*Problem details*
From the entries below, output the line with "exports for Inkwell" and each following line up to and including the line with "the browser front-end.", exactly as written.

*** Begin section ***

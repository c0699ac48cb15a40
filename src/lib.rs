// Library exports for Inkwell
// This allows integration tests to build the router in-process

pub mod assets;
pub mod auth;
pub mod config;
pub mod db;
pub mod error;
pub mod extractors;
pub mod routes;
pub mod state;

use axum::http::{header, HeaderValue, Method};
use axum::Router;
use tower_http::cors::CorsLayer;
use tower_http::trace::TraceLayer;

use crate::state::AppState;

/// Full application router with request tracing and, when an origin is
/// configured, credentialed CORS for the browser front-end.
pub fn app(state: AppState) -> Router {
    let router = Router::new()
        .merge(routes::auth::router())
        .merge(routes::posts::router())
        .merge(routes::comments::router())
        .merge(routes::users::router());

    let router = match cors_layer(state.config.server.cors_origin.as_deref()) {
        Some(cors) => router.layer(cors),
        None => router,
    };

    router.layer(TraceLayer::new_for_http()).with_state(state)
}

fn cors_layer(origin: Option<&str>) -> Option<CorsLayer> {
    let origin = origin?;
    match HeaderValue::from_str(origin) {
        Ok(value) => Some(
            CorsLayer::new()
                .allow_origin(value)
                .allow_credentials(true)
                .allow_methods([Method::GET, Method::POST, Method::PATCH, Method::DELETE])
                .allow_headers([header::CONTENT_TYPE, header::AUTHORIZATION]),
        ),
        Err(e) => {
            tracing::warn!("Ignoring invalid CORS origin {:?}: {}", origin, e);
            None
        }
    }
}
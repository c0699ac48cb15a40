use std::net::SocketAddr;
use std::sync::Arc;

use clap::Parser;
use tracing_subscriber::EnvFilter;

use inkwell::assets::staging::StagingDir;
use inkwell::assets::CloudinaryClient;
use inkwell::auth::google::GoogleIdentityProvider;
use inkwell::auth::tokens::TokenService;
use inkwell::config::{Cli, Config};
use inkwell::db;
use inkwell::state::AppState;

#[tokio::main]
async fn main() -> anyhow::Result<()> {
    // Initialize logging
    tracing_subscriber::fmt()
        .with_env_filter(
            EnvFilter::try_from_default_env().unwrap_or_else(|_| EnvFilter::new("info")),
        )
        .init();

    // Parse CLI args and load config
    let cli = Cli::parse();
    let data_dir = Config::data_dir(&cli);
    std::fs::create_dir_all(&data_dir)?;
    tracing::info!("Data directory: {}", data_dir.display());

    let config = Config::load(&cli)?;
    config.validate()?;

    // Staging directory for uploads waiting on the asset host
    let staging = StagingDir::new(config.staging_path());
    staging.ensure().await?;

    // Initialize database
    let pool = db::create_pool(&config.db_path())?;
    db::run_migrations(&pool)?;

    // External clients, built once and shared by every request
    let assets = CloudinaryClient::new(&config.assets)?;
    if config.assets.cloud_name.is_empty() {
        tracing::warn!("No asset host cloud configured; image uploads will fail");
    }
    let identity = GoogleIdentityProvider::new(&config.oauth);

    let state = AppState {
        db: pool,
        tokens: Arc::new(TokenService::new(&config.auth)),
        assets: Arc::new(assets),
        identity: Arc::new(identity),
        staging,
        config: config.clone(),
    };

    let app = inkwell::app(state);

    // Start server
    let addr: SocketAddr = format!("{}:{}", config.server.host, config.server.port).parse()?;
    tracing::info!("Listening on http://{}", addr);

    let listener = tokio::net::TcpListener::bind(addr).await?;
    axum::serve(listener, app).await?;

    Ok(())
}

*** End section ***

*Answer to this problem*
// Library exports for Inkwell
// This allows integration tests to build the router in-process

pub mod assets;
pub mod auth;
pub mod config;
pub mod db;
pub mod error;
pub mod extractors;
pub mod routes;
pub mod state;

use axum::http::{header, HeaderValue, Method};
use axum::Router;
use tower_http::cors::CorsLayer;
use tower_http::trace::TraceLayer;

use crate::state::AppState;

/// Full application router with request tracing and, when an origin is
/// configured, credentialed CORS for the browser front-end.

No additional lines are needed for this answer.